Jumat, 25 Juli 2008

ANGKA DALAM PANDANGAN IKHWAN AL-SHAFA
Risa’il Ikhwan Al-Shafa berisi aneka pemikiran filsafat, matematika dan politik yang disampaikan dalam kemasan populer. Risail ini terdiri atas 51 risalah yagn dilengkapi ikhtisar dibagian akhirnya. Ikhtisar ini di garap oleh al-Majriti yang konon dia adalah pembawa pertama ajaran ikhwan al-shafa ke spanyol. Dalam ensikopedia ini, secara garis besar, dapat di bagi empat kelompok. Kelompok pertama empat belas risalah “matematis” tentang angka. Kelompok kedua, terdiri dari tujuh belas risalah yang membahas tentang persoalan “persoalan fisik-material”. Kelompok yang ketiga, terdiri atas sepuluh risalah “psikologis-rasional” yang membahas prinsip-prinsip intelektual. Kelompok yang terakhir adalah kelompok keempat terdiri dari empat belas risalah yang membahas tentang tuhan.

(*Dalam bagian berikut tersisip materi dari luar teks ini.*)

//! Browser-side implementations: the Leaflet/Chart.js module behind
//! [`MapSurface`], `window.location`/`history` behind [`AddressBar`], and
//! file downloads.

use serde_wasm_bindgen::to_value;
use shared::GeoPoint;
use wasm_bindgen::{prelude::wasm_bindgen, JsCast, JsValue};

use crate::export::GpxFile;
use crate::render::{Bounds, ChartPoint, MapSurface, MarkerRole, OverlayPlan};
use crate::session::AddressBar;

#[wasm_bindgen(module = "/route_map.js")]
extern "C" {
    #[wasm_bindgen(js_name = initMap)]
    pub fn init_map();
    #[wasm_bindgen(js_name = placeMarker)]
    fn place_marker_js(role: &str, lat: f64, lon: f64, label: &str, color: &str);
    #[wasm_bindgen(js_name = removeMarker)]
    fn remove_marker_js(role: &str);
    #[wasm_bindgen(js_name = drawRoute)]
    fn draw_route_js(polylines: JsValue) -> u32;
    #[wasm_bindgen(js_name = removeRoute)]
    fn remove_route_js(handle: u32);
    #[wasm_bindgen(js_name = fitBounds)]
    fn fit_bounds_js(south: f64, west: f64, north: f64, east: f64, padding: u32);
    #[wasm_bindgen(js_name = drawElevationChart)]
    fn draw_elevation_chart_js(points: JsValue) -> u32;
    #[wasm_bindgen(js_name = disposeChart)]
    fn dispose_chart_js(handle: u32);
}

#[derive(Default)]
pub struct LeafletSurface;

impl MapSurface for LeafletSurface {
    type Overlay = u32;
    type Chart = u32;

    fn place_marker(&mut self, role: MarkerRole, point: GeoPoint) {
        place_marker_js(role.key(), point.lat(), point.lon(), role.label(), role.color());
    }

    fn remove_marker(&mut self, role: MarkerRole) {
        remove_marker_js(role.key());
    }

    fn draw_overlay(&mut self, overlay: &OverlayPlan) -> u32 {
        match to_value(&overlay.polylines) {
            Ok(value) => draw_route_js(value),
            Err(err) => {
                web_sys::console::error_1(&format!("[frontend] route not drawn: {err}").into());
                0
            }
        }
    }

    fn remove_overlay(&mut self, overlay: u32) {
        remove_route_js(overlay);
    }

    fn fit_bounds(&mut self, bounds: Bounds, padding_px: u32) {
        fit_bounds_js(bounds.south, bounds.west, bounds.north, bounds.east, padding_px);
    }

    fn draw_chart(&mut self, points: &[ChartPoint]) -> u32 {
        match to_value(points) {
            Ok(value) => draw_elevation_chart_js(value),
            Err(err) => {
                web_sys::console::error_1(&format!("[frontend] chart not drawn: {err}").into());
                0
            }
        }
    }

    fn dispose_chart(&mut self, chart: u32) {
        dispose_chart_js(chart);
    }
}

#[derive(Default)]
pub struct BrowserAddress;

impl AddressBar for BrowserAddress {
    fn query(&self) -> String {
        web_sys::window()
            .and_then(|window| window.location().search().ok())
            .unwrap_or_default()
    }

    fn replace_query(&mut self, query: &str) {
        let Some(window) = web_sys::window() else {
            return;
        };
        let location = window.location();
        let path = location.pathname().unwrap_or_default();
        let hash = location.hash().unwrap_or_default();
        let url = format!("{path}{query}{hash}");
        if let Ok(history) = window.history() {
            if let Err(err) = history.replace_state_with_url(&JsValue::NULL, "", Some(&url)) {
                web_sys::console::error_1(&err);
            }
        }
    }

    fn href(&self) -> String {
        web_sys::window()
            .and_then(|window| window.location().href().ok())
            .unwrap_or_default()
    }
}

/// Hands `file` to the browser as a download.
pub fn save_file(file: &GpxFile) -> Result<(), JsValue> {
    let window = web_sys::window().ok_or_else(|| JsValue::from_str("no window"))?;
    let document = window
        .document()
        .ok_or_else(|| JsValue::from_str("no document"))?;

    let parts = js_sys::Array::of1(&js_sys::Uint8Array::from(file.bytes.as_slice()));
    let options = web_sys::BlobPropertyBag::new();
    options.set_type(file.mime);
    let blob = web_sys::Blob::new_with_u8_array_sequence_and_options(&parts, &options)?;
    let url = web_sys::Url::create_object_url_with_blob(&blob)?;

    let anchor = document
        .create_element("a")?
        .dyn_into::<web_sys::HtmlAnchorElement>()?;
    anchor.set_href(&url);
    anchor.set_download(file.filename);
    anchor.click();

    web_sys::Url::revoke_object_url(&url)
}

Dari uraian di atas risail ikhwan al-shafa tidak dapat diragukan lagi. Dari beberapa literatur ikhwan al-shafa banyak berkomentar tentang angka ataupun bilangan. Matematika ikhawan al-shafa kemungkinan besar dari pandangan Nichomus dari garasa dan pythagoras. Pembahasan diawali dengan angka satu. Menurut mereka, satu yang sejati sama dengan sesuatu (thing). Keduanya sangat umum dan tak terbagi. Kejamakan baru mulai muncul apabila satu yang sejati tadi ditambah dengan satu yang lain. Dengan demikian, angka satu dapat dipandang sebagai dasar semua angka, yang dengan sendirinya bukanlah angka. Angka-angka ini kemudian dianggap memiliki ciri-ciri fisik dan meta fisik yang berfungsi sebagai petunjuk-petunjuk untuk memahami alam dan mengantarkan penelitui yang tekun meneliti jiwa, alam spiritual dan pada akhirnya tuhan semesta alam. Ikhwan memegang “keyakinan pythagorean bahwa siofat dasar hal-hal yang diciptakan adalah sesuai dengan sifat dasar bilangan”. Oleh karena itu mereka mengikuti kaum pythagorean yang memberi perhatian kusus angka-angka tertentu misalnya angka empat dimaksudkan tuhan untuk menunjukkan bahwa alam spiritual berbentuk persegi empat yang terdiri atas pencipta, intelektual universal, jiwa universal, dan dan materi primer. Itu pula sebabnya allah menciptakan elemen-elemen dasar –dalam fisika klasik- humor, musim, penjuru bumi, dan sebagainya berjumlah empat atau berbentuk persegi empat.
. Kendatipun mencurahkan perhatiahan penuh terhadap angka, ikhwan berusaha menghindari kesalahan yang dilakukan utama oleh kaum pythagorean, seperti ketika angka dan hal-hal yang diangkakan dirancukan. Mereka menolak gagasan-gagasan pythagorean tentang perpindahan jiwa (reinkarnasi) dan lebih berpegang pada penyician jiwa yang tercapai dalam satu kehidupan. Bagi ikhwan seorang yang belajar tentang keesaan Tuhan dengan mengetahui hal-hal yang bekenaan dengan angka.